Modified header file patch to apply to 6.12

Reviewed-by: Nicholas Kazlauskas <nicholas.kazlauskas@amd.com>
Signed-off-by: Aurabindo Pillai <aurabindo.pillai@amd.com>
Signed-off-by: Roman Li <roman.li@amd.com>
Tested-by: Daniel Wheeler <daniel.wheeler@amd.com>
Signed-off-by: Alex Deucher <alexander.deucher@amd.com>
Signed-off-by: Timothy Pearson <tpearson@raptorengineering.com>
---
 .../gpu/drm/amd/display/amdgpu_dm/amdgpu_dm.c | 55 +++++++++++++++++--
 .../gpu/drm/amd/display/amdgpu_dm/amdgpu_dm.h | 14 +++++
 2 files changed, 63 insertions(+), 6 deletions(-)

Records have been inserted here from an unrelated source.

use clap::{Parser, Subcommand, ValueEnum};
use log::{error, info};
use std::{
    fs,
    path::{Path, PathBuf},
    sync::Arc,
    time::Duration,
};
use submission_workflow::config::{self, SubmissionClientConfig};
use submission_workflow::modules::{
    error::WorkflowError,
    local_store::LocalStore,
    record::{buyer::BuyerOnboarding, project::ProjectApplication, WizardRecord},
    submission_client::SubmissionClient,
    submission_log::SubmissionLog,
    wizard::Wizard,
};

#[derive(Parser)]
#[command(name = "submission_workflow")]
#[command(about = "Onboarding form wizard with a mock submission backend")]
#[command(version = "0.1.0")]
struct Cli {
    /// Configuration file
    #[arg(long, default_value = "submission_workflow/Config.toml")]
    config: String,

    #[command(subcommand)]
    command: Commands,
}

#[derive(Clone, Copy, ValueEnum)]
enum Form {
    /// Carbon project application
    Project,
    /// Credit buyer onboarding
    Buyer,
}

#[derive(Subcommand)]
enum Commands {
    /// Walk a JSON draft through its wizard and submit it
    Submit {
        #[arg(long, value_enum)]
        form: Form,
        draft: PathBuf,
    },
    /// Show a stored submission
    Find {
        id: String,
    },
    /// List all stored submissions
    List,
}

#[tokio::main]
async fn main() {
    env_logger::Builder::from_env(env_logger::Env::default().default_filter_or("info")).init();

    let cli = Cli::parse();

    // Load the configuration for the client and the log
    let config = match config::load_config(&cli.config) {
        Ok(config) => config,
        Err(e) => {
            error!("Error loading configuration {}: {}", cli.config, e);
            std::process::exit(2);
        }
    };

    let store = match LocalStore::open(&config.submission_log.path) {
        Ok(store) => store,
        Err(e) => {
            error!("Error opening local store: {}", e);
            std::process::exit(2);
        }
    };

    // One log shared by everything that reads or writes submissions
    let log = Arc::new(SubmissionLog::new(store, config.submission_log.storage_key.clone()));
    let client = SubmissionClient::new(log.clone(), config.submission_client.clone());

    let outcome = match cli.command {
        Commands::Submit { form: Form::Project, draft } => {
            run_wizard::<ProjectApplication>(client, &draft, &config.submission_client).await
        }
        Commands::Submit { form: Form::Buyer, draft } => {
            run_wizard::<BuyerOnboarding>(client, &draft, &config.submission_client).await
        }
        Commands::Find { id } => find(&log, &id).await,
        Commands::List => list(&log).await,
    };

    if let Err(e) = outcome {
        error!("{}", e);
        std::process::exit(1);
    }
}

// Replay a draft through the wizard step by step. The client itself never
// retries, transient failures are retried here as configured.
async fn run_wizard<R: WizardRecord>(
    client: SubmissionClient,
    draft: &Path,
    config: &SubmissionClientConfig,
) -> Result<(), Box<dyn std::error::Error>> {
    let content = fs::read_to_string(draft)?;
    let record: R = serde_json::from_str(&content)
        .map_err(|e| WorkflowError::JsonDeserializationError(e.to_string()))?;

    let mut wizard = Wizard::with_record(client, record);
    info!("Step 1/{}: {}", R::step_count(), wizard.step_name());

    let result = wizard
        .run_to_submission(config.max_retry_attempts, Duration::from_secs(config.retry_interval))
        .await?;
    println!("{}", serde_json::to_string_pretty(&result)?);
    Ok(())
}

async fn find(log: &SubmissionLog, id: &str) -> Result<(), Box<dyn std::error::Error>> {
    let entry = log.find_by_id(id).await?;
    println!("{}", serde_json::to_string_pretty(&entry)?);
    Ok(())
}

async fn list(log: &SubmissionLog) -> Result<(), Box<dyn std::error::Error>> {
    let entries = log.list().await?;
    if entries.is_empty() {
        println!("No submissions stored");
    }
    for entry in entries {
        println!(
            "{}  {:?}  {}",
            entry.result.id(),
            entry.result.status(),
            entry.result.submitted_at()
        );
    }
    Ok(())
}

diff --git a/drivers/gpu/drm/amd/display/amdgpu_dm/amdgpu_dm.c b/drivers/gpu/drm/amd/display/amdgpu_dm/amdgpu_dm.c
index b02ff92bae0b..fd6d66832ccf 100644
--- a/drivers/gpu/drm/amd/display/amdgpu_dm/amdgpu_dm.c
+++ b/drivers/gpu/drm/amd/display/amdgpu_dm/amdgpu_dm.c
@@ -533,6 +533,50 @@ static void dm_pflip_high_irq(void *interrupt_params)

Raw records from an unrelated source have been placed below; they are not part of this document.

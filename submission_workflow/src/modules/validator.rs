use crate::modules::{
    error::WorkflowError,
    record::{Consent, WizardRecord},
};

pub const CONSENT_REQUIRED: &str = "Terms and conditions must be accepted to proceed.";

// Required fields of `step` that are still empty, in form order.
// Optional fields never show up here. The final step also reports
// unchecked consent flags under their wire names.
pub fn missing_fields<R: WizardRecord>(record: &R, step: usize) -> Vec<&'static str> {
    let mut missing: Vec<&'static str> = record
        .fields(step)
        .into_iter()
        .filter(|field| field.required && !field.filled)
        .map(|field| field.name)
        .collect();

    if step + 1 == R::step_count() {
        let consent = record.consent();
        if !consent.terms_accepted {
            missing.push("termsAccepted");
        }
        if !consent.data_processing_consent {
            missing.push("dataProcessingConsent");
        }
    }

    missing
}

pub fn can_advance<R: WizardRecord>(record: &R, step: usize) -> bool {
    missing_fields(record, step).is_empty()
}

pub fn check_consent(consent: &Consent) -> Result<(), WorkflowError> {
    if consent.is_complete() {
        Ok(())
    } else {
        Err(WorkflowError::ValidationError(CONSENT_REQUIRED.to_string()))
    }
}
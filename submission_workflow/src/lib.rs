//! Multi-step onboarding form workflow: typed wizard records, step
//! validation, a mock submission backend and a local submission log.

pub mod config;
pub mod modules;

 		      amdgpu_crtc->crtc_id, amdgpu_crtc, vrr_active, (int)!e);
 }
 
+static void dm_handle_vmin_vmax_update(struct work_struct *offload_work)
+{
+	struct vupdate_offload_work *work = container_of(offload_work, struct vupdate_offload_work, work);
+	struct amdgpu_device *adev = work->adev;
+	struct dc_stream_state *stream = work->stream;
+	struct dc_crtc_timing_adjust *adjust = work->adjust;
+
+	mutex_lock(&adev->dm.dc_lock);
+	dc_stream_adjust_vmin_vmax(adev->dm.dc, stream, adjust);
+	mutex_unlock(&adev->dm.dc_lock);
+
+	dc_stream_release(stream);
+	kfree(work->adjust);
+	kfree(work);
+}
+
+static void schedule_dc_vmin_vmax(struct amdgpu_device *adev,
+	struct dc_stream_state *stream,
+	struct dc_crtc_timing_adjust *adjust)
+{
+	struct vupdate_offload_work *offload_work = kzalloc(sizeof(*offload_work), GFP_KERNEL);
+	if (!offload_work) {
+		drm_dbg_driver(adev_to_drm(adev), "Failed to allocate vupdate_offload_work\n");
+		return;
+	}
+
+	struct dc_crtc_timing_adjust *adjust_copy = kzalloc(sizeof(*adjust_copy), GFP_KERNEL);
+	if (!adjust_copy) {
+		drm_dbg_driver(adev_to_drm(adev), "Failed to allocate adjust_copy\n");
+		kfree(offload_work);
+		return;
+	}
+
+	dc_stream_retain(stream);
+	memcpy(adjust_copy, adjust, sizeof(*adjust_copy));
+
+	INIT_WORK(&offload_work->work, dm_handle_vmin_vmax_update);
+	offload_work->adev = adev;
+	offload_work->stream = stream;
+	offload_work->adjust = adjust_copy;
+
+	queue_work(system_wq, &offload_work->work);
+}
+
 static void dm_vupdate_high_irq(void *interrupt_params)
 {
 	struct common_irq_params *irq_params = interrupt_params;
@@ -582,10 +626,9 @@ static void dm_vupdate_high_irq(void *interrupt_params)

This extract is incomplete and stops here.